In mid-August, he said “(s)urely it is high time that we had a serious debate about Britain’s overall defense and foreign policy. More than 60 years of Nato membership has brought us enormous levels of military expenditure and by our close relationship with the US through NATO and the Mutual Defence Agreement involved us in countless conflicts.”
“In a world beset by conflict, often around the grab for natural resources and fueled by the greed of arms and defence manufacturers, surely it’s time to reassess our priorities for a foreign policy based on human values, peaceful development and not exacerbating military aggression.”
This is potentially very important because if some state can effectively challenge NATO from inside those are Britain and France. Their might is a mere shadow of what it used to be a century ago but their military budgets are still very impressive, ranking just behind the three major powers, and their recent role in causing trouble in the Mediterranean and Africa is way too big.
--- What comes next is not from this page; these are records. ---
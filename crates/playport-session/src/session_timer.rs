//! Timer scheduling for the engagement subsystem.
//!
//! [`TimerQueue`] is the session's only scheduler: it hands out handles,
//! cancels idempotently, and releases due timers in deadline order when the
//! owning loop polls it. [`PausableTimer`] is a value type layered on top
//! whose pause/resume arithmetic depends only on the millisecond timestamps it
//! is given, so it is testable without a real clock.

use std::collections::BTreeMap;

use serde::{Deserialize, Serialize};

#[derive(Debug, Clone, Copy, PartialEq, Eq, Hash, PartialOrd, Ord, Serialize, Deserialize)]
#[serde(transparent)]
pub struct TimerHandle(u64);

impl TimerHandle {
    pub fn id(self) -> u64 {
        self.0
    }
}

#[derive(Debug, Clone, Copy, PartialEq, Eq, Hash, Serialize, Deserialize)]
#[serde(rename_all = "snake_case")]
/// Enumerates supported `TimerPurpose` values.
pub enum TimerPurpose {
    AuthNudge,
    BackPromptAutoClose,
    InformerArm,
    InformerAutoClose,
}

impl TimerPurpose {
    pub fn as_str(self) -> &'static str {
        match self {
            Self::AuthNudge => "auth_nudge",
            Self::BackPromptAutoClose => "back_prompt_auto_close",
            Self::InformerArm => "informer_arm",
            Self::InformerAutoClose => "informer_auto_close",
        }
    }
}

#[derive(Debug, Clone, Copy, PartialEq, Eq)]
struct ScheduledTimer {
    deadline_ms: u64,
    purpose: TimerPurpose,
}

#[derive(Debug, Default)]
pub struct TimerQueue {
    next_id: u64,
    pending: BTreeMap<TimerHandle, ScheduledTimer>,
}

impl TimerQueue {
    pub fn schedule(&mut self, now_ms: u64, delay_ms: u64, purpose: TimerPurpose) -> TimerHandle {
        self.next_id = self.next_id.saturating_add(1);
        let handle = TimerHandle(self.next_id);
        self.pending.insert(
            handle,
            ScheduledTimer {
                deadline_ms: now_ms.saturating_add(delay_ms),
                purpose,
            },
        );
        handle
    }

    /// Cancels `handle`. Returns false when it already fired or was cancelled.
    pub fn cancel(&mut self, handle: TimerHandle) -> bool {
        self.pending.remove(&handle).is_some()
    }

    pub fn cancel_all(&mut self) -> usize {
        let cancelled = self.pending.len();
        self.pending.clear();
        cancelled
    }

    pub fn is_pending(&self, handle: TimerHandle) -> bool {
        self.pending.contains_key(&handle)
    }

    pub fn deadline_ms(&self, handle: TimerHandle) -> Option<u64> {
        self.pending.get(&handle).map(|timer| timer.deadline_ms)
    }

    pub fn next_deadline_ms(&self) -> Option<u64> {
        self.pending.values().map(|timer| timer.deadline_ms).min()
    }

    /// Removes and returns every timer whose deadline is at or before `now_ms`,
    /// earliest deadline first.
    pub fn pop_due(&mut self, now_ms: u64) -> Vec<(TimerHandle, TimerPurpose)> {
        let mut due = self
            .pending
            .iter()
            .filter(|(_, timer)| timer.deadline_ms <= now_ms)
            .map(|(handle, timer)| (timer.deadline_ms, *handle, timer.purpose))
            .collect::<Vec<_>>();
        due.sort_by_key(|(deadline_ms, handle, _)| (*deadline_ms, *handle));
        for (_, handle, _) in &due {
            self.pending.remove(handle);
        }
        due.into_iter()
            .map(|(_, handle, purpose)| (handle, purpose))
            .collect()
    }

    pub fn len(&self) -> usize {
        self.pending.len()
    }

    pub fn is_empty(&self) -> bool {
        self.pending.is_empty()
    }

    /// Pending deadlines, earliest first.
    pub fn deadlines_ms(&self) -> Vec<u64> {
        let mut deadlines = self
            .pending
            .values()
            .map(|timer| timer.deadline_ms)
            .collect::<Vec<_>>();
        deadlines.sort_unstable();
        deadlines
    }
}

/// Remaining duration after running from `started_at_ms` until `now_ms`.
pub fn remaining_after_run(remaining_ms: u64, started_at_ms: u64, now_ms: u64) -> u64 {
    remaining_ms.saturating_sub(now_ms.saturating_sub(started_at_ms))
}

#[derive(Debug, Clone, Copy, PartialEq, Eq)]
pub struct PausableTimer {
    purpose: TimerPurpose,
    remaining_ms: u64,
    started_at_ms: u64,
    handle: Option<TimerHandle>,
}

impl PausableTimer {
    /// Schedules the timer and returns it in the running state.
    pub fn start(
        queue: &mut TimerQueue,
        now_ms: u64,
        duration_ms: u64,
        purpose: TimerPurpose,
    ) -> Self {
        Self {
            purpose,
            remaining_ms: duration_ms,
            started_at_ms: now_ms,
            handle: Some(queue.schedule(now_ms, duration_ms, purpose)),
        }
    }

    pub fn pause(&mut self, queue: &mut TimerQueue, now_ms: u64) -> bool {
        let Some(handle) = self.handle.take() else {
            return false;
        };
        queue.cancel(handle);
        self.remaining_ms = remaining_after_run(self.remaining_ms, self.started_at_ms, now_ms);
        true
    }

    pub fn resume(&mut self, queue: &mut TimerQueue, now_ms: u64) -> bool {
        if self.handle.is_some() {
            return false;
        }
        self.started_at_ms = now_ms;
        self.handle = Some(queue.schedule(now_ms, self.remaining_ms, self.purpose));
        true
    }

    /// Drops the scheduled fire. Safe to repeat.
    pub fn cancel(&mut self, queue: &mut TimerQueue) {
        if let Some(handle) = self.handle.take() {
            queue.cancel(handle);
        }
    }

    pub fn is_running(&self) -> bool {
        self.handle.is_some()
    }

    pub fn handle(&self) -> Option<TimerHandle> {
        self.handle
    }

    pub fn owns(&self, handle: TimerHandle) -> bool {
        self.handle == Some(handle)
    }

    /// Marks the timer as fired after the queue released it.
    pub fn mark_fired(&mut self) {
        self.handle = None;
        self.remaining_ms = 0;
    }

    pub fn remaining_ms(&self, now_ms: u64) -> u64 {
        if self.is_running() {
            remaining_after_run(self.remaining_ms, self.started_at_ms, now_ms)
        } else {
            self.remaining_ms
        }
    }
}
use std::sync::atomic::{AtomicU64, Ordering};
use std::sync::Arc;

/// Millisecond clock injected into anything that schedules or measures time.
pub type ClockFn = Arc<dyn Fn() -> u64 + Send + Sync>;

/// Returns the current Unix timestamp in milliseconds.
pub fn current_unix_timestamp_ms() -> u64 {
    std::time::SystemTime::now()
        .duration_since(std::time::UNIX_EPOCH)
        .unwrap_or_default()
        .as_millis()
        .try_into()
        .unwrap_or(u64::MAX)
}

/// Clock that only moves when told to. Used for replays and deterministic tests.
#[derive(Debug, Clone, Default)]
pub struct ManualClock {
    now_ms: Arc<AtomicU64>,
}

impl ManualClock {
    pub fn new(start_ms: u64) -> Self {
        Self {
            now_ms: Arc::new(AtomicU64::new(start_ms)),
        }
    }

    pub fn now_ms(&self) -> u64 {
        self.now_ms.load(Ordering::SeqCst)
    }

    pub fn advance(&self, delta_ms: u64) {
        let current = self.now_ms();
        self.now_ms
            .store(current.saturating_add(delta_ms), Ordering::SeqCst);
    }

    pub fn set(&self, now_ms: u64) {
        self.now_ms.store(now_ms, Ordering::SeqCst);
    }

    pub fn as_clock_fn(&self) -> ClockFn {
        let now_ms = self.now_ms.clone();
        Arc::new(move || now_ms.load(Ordering::SeqCst))
    }
}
It was a bit notorious these days, in the midst of the refugee crisis in the European Union, that Britain, the European state most involved in causing the crisis by stirring the pot in Syria and in the wider region, infamous for selling weapons to horrible tyrannies like Bahrain or Saudi Arabia, for profiting from the cruelest wars in Syria and Yemen, for closely collaborating with the Washington hawks in creating these very wars, as well as the one in Ukraine... was not accepting a single refugee.
So it would be indeed quite a change to have an anti-NATO government in London. That naturally explains the stark comment of Minister Fallon, who was maybe just being a bit too honest, but the prospect looks good, much better than with the Tsipras treacherous government in Athens and their preferential agreement with Israel. Surely someone with Corbyn's curriculum cannot betray us as Tsipras did, can he?
Even if he has held political offices in the past, he seems not quite your usual "caste" politician but someone with a social movements' background, a pretty solid one. Sure: I don't expect Corbyn to lead the takeover of Buckingham Palace or the City but rather to, hopefully, turn Britain into a beacon of home in Europe much as Venezuela or Bolivia are in America. They are not "communist" countries, just serious old school social-democracies. Not my ideal type... but still much better than what we have now.
Anyhow... almost four year to elections in Britain. If they allow elections at all.